Problem description:
What lines in this listing contain the string "that"? Report each one by copying it.

Provided records:
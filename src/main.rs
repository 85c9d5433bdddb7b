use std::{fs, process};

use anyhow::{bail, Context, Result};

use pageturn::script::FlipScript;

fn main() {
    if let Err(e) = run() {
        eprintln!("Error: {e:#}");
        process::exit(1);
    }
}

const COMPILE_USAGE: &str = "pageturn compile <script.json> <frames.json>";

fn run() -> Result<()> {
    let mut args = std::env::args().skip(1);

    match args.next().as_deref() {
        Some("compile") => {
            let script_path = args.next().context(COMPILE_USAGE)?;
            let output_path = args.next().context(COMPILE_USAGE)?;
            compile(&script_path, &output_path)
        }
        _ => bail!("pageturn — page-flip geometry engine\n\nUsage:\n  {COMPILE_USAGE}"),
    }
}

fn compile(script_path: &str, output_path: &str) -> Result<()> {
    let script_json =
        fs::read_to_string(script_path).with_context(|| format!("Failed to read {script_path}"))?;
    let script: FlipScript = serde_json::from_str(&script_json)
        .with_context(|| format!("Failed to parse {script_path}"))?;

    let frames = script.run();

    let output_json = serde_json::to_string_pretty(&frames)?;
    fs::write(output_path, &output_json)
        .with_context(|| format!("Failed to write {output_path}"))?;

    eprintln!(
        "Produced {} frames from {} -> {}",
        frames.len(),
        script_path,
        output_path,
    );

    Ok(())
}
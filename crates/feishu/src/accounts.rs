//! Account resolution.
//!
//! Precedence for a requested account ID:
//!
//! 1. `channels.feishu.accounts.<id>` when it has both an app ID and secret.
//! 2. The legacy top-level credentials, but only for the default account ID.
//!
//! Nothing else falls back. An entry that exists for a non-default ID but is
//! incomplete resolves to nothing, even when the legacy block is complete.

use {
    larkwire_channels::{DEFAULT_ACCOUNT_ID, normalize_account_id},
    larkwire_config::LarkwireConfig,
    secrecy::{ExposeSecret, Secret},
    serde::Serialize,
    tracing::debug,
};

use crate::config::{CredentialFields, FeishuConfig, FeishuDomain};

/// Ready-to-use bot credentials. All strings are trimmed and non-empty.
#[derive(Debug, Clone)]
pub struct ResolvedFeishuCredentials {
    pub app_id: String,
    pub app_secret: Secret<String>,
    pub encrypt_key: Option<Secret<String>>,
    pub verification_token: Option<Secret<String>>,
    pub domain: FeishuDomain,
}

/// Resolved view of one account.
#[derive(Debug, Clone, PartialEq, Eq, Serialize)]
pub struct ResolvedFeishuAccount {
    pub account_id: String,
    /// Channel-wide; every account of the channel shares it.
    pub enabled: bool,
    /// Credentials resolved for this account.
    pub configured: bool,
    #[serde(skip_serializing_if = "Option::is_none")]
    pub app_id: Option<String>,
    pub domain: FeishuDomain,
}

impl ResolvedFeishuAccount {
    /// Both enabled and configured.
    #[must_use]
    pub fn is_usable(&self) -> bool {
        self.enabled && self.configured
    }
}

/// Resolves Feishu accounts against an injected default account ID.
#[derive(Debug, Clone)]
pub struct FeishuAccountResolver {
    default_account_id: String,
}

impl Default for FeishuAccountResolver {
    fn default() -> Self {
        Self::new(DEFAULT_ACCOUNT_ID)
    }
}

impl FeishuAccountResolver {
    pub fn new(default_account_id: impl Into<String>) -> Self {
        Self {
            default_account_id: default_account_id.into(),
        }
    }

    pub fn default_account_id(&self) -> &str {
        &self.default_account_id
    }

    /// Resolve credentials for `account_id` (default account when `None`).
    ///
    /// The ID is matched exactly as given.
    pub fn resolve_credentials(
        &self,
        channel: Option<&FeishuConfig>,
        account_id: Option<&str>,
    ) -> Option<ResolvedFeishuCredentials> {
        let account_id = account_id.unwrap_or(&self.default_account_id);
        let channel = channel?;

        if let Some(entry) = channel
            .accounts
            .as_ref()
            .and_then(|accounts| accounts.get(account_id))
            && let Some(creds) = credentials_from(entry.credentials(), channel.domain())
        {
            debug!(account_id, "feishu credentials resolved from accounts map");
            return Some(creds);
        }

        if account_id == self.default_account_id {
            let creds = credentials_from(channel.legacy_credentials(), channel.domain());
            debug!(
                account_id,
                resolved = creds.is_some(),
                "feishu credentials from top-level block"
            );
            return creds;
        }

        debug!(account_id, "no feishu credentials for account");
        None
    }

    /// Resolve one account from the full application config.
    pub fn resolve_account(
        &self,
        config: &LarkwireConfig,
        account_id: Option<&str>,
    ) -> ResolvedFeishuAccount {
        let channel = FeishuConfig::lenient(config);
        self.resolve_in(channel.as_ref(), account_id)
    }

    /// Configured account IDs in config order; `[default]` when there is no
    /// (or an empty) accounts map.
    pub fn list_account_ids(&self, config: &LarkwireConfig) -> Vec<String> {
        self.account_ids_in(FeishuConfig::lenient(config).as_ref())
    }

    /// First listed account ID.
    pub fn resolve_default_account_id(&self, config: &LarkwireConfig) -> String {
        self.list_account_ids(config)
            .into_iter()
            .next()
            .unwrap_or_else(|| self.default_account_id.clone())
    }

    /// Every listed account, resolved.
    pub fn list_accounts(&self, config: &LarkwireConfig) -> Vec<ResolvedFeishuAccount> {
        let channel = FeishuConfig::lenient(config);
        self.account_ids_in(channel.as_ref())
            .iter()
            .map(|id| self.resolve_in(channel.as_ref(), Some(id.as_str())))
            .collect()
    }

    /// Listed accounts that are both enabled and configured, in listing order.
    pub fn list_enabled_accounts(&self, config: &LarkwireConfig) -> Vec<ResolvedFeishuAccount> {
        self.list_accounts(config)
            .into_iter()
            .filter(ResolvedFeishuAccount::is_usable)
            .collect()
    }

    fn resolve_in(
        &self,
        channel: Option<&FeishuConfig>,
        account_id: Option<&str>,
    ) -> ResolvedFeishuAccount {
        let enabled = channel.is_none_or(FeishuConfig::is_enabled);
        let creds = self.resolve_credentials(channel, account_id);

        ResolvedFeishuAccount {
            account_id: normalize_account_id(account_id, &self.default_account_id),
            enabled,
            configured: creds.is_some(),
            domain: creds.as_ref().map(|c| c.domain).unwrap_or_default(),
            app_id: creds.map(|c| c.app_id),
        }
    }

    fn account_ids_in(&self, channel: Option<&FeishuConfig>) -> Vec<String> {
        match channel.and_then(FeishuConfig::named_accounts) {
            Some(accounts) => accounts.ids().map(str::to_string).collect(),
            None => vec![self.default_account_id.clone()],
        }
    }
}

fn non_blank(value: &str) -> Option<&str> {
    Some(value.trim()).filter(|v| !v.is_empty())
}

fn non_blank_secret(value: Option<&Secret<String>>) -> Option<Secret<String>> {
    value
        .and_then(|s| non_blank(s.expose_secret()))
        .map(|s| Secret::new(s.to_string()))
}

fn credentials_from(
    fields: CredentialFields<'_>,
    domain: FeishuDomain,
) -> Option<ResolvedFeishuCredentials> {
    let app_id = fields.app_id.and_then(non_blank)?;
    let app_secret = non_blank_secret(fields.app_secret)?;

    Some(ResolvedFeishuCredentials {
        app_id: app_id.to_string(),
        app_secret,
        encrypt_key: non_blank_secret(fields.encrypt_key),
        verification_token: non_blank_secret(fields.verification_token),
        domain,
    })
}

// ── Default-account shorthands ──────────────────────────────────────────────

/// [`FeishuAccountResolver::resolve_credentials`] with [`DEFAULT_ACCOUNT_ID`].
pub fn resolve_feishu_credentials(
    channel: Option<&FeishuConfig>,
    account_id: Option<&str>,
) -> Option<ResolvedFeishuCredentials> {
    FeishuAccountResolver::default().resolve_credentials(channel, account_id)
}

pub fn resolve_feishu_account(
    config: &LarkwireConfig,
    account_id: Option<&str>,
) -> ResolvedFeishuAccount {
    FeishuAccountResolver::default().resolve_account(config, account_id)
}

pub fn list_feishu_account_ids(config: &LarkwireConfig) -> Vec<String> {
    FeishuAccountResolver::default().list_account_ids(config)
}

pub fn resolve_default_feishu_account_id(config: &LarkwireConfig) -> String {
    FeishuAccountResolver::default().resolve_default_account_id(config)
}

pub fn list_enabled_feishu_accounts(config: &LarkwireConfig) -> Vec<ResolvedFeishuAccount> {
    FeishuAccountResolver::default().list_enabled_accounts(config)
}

Response area:
//! Nothing else falls back. An entry that exists for a non-default ID but is
    /// Listed accounts that are both enabled and configured, in listing order.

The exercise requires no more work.